In The Vicar of Tours, Mlle. Gamard, an unhappy woman, runs a boarding house for priests and has no friends. Why? The answer was as plain as the nose on her face. “Her aquiline nose was of all her facial characteristics the one that did most to express the despotism of her ideas, just as the flattened angle of her forehead betrayed the narrowness of her mind.”

Another Frenchman, Edmond Rostand, built a classic play, Cyrano de Bergerac, around a nose. “A great nose indicates a great man,” said Cyrano, “genial, courteous, intellectual, virile [and] courageous.”

The First Nose Job
Ours is an old profession. The first rhinoplasties were performed not decades ago, not centuries ago, but more than 2,600 years ago.
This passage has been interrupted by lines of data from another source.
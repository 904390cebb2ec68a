mod api;
mod app;
mod auth;
mod commands;
mod config;
mod event;
mod listing;
mod queries;
mod store;
mod ui;

use clap::Parser;
use color_eyre::{eyre::eyre, Result};
use std::path::PathBuf;
use tracing_subscriber::EnvFilter;

#[derive(Parser, Debug)]
#[command(name = "barista")]
#[command(about = "A terminal admin console for a coffee-shop backend, inspired by k9s")]
#[command(version)]
struct Args {
  /// Path to config file (default: $XDG_CONFIG_HOME/barista/config.yaml)
  #[arg(short, long)]
  config: Option<PathBuf>,

  /// Backend origin, overriding the config file
  #[arg(short, long)]
  server: Option<String>,
}

/// Route logs to a file: the TUI owns the terminal, so stderr is not an
/// option. The guard must stay alive for the rest of main.
fn init_logging() -> Result<tracing_appender::non_blocking::WorkerGuard> {
  let log_dir = dirs::cache_dir()
    .map(|dir| dir.join("barista"))
    .unwrap_or_else(|| PathBuf::from("."));
  std::fs::create_dir_all(&log_dir)
    .map_err(|e| eyre!("Failed to create log directory {}: {}", log_dir.display(), e))?;

  let appender = tracing_appender::rolling::never(&log_dir, "barista.log");
  let (writer, guard) = tracing_appender::non_blocking(appender);

  tracing_subscriber::fmt()
    .with_env_filter(
      EnvFilter::try_from_default_env().unwrap_or_else(|_| EnvFilter::new("barista=info")),
    )
    .with_writer(writer)
    .with_ansi(false)
    .init();

  Ok(guard)
}

#[tokio::main]
async fn main() -> Result<()> {
  color_eyre::install()?;
  let _log_guard = init_logging()?;

  let args = Args::parse();

  // Load configuration
  let config = config::Config::load(args.config.as_deref())?;

  // Override server if specified on command line
  let config = if let Some(url) = args.server {
    config::Config {
      server: config::ServerConfig { url },
      ..config
    }
  } else {
    config
  };

  // Initialize and run the app
  let mut app = app::App::new(config)?;
  app.run().await?;

  Ok(())
}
The place was India. The surgeon was Sushruta, a teacher of medicine. He was a busy guy. That’s because adulterers not only got thrown out of their houses but also had their noses cut off.
Sushruta could put things right. He compiled the first step-by-step guide to rhinoplasty.
• Gather a vine leaf big enough to cover the severed piece of nose.
• Slice from the cheek a patch of living flesh equal to the size of the leaf.
• Scarify the severed piece of nose with a knife and quickly apply the cheek skin to the area.
• Insert two small pipes in the nostrils to allow breathing and to keep the graft from hanging down.
• Dust the nose with pulverized sappanwood, licorice root, and barberry to aid healing.
• Bind the severed nose piece back in place with cotton, and sprinkle it with sesame oil.
• When healing is complete, trim off the excess skin.
And, Sushruta might have added, don’t cheat on your spouse!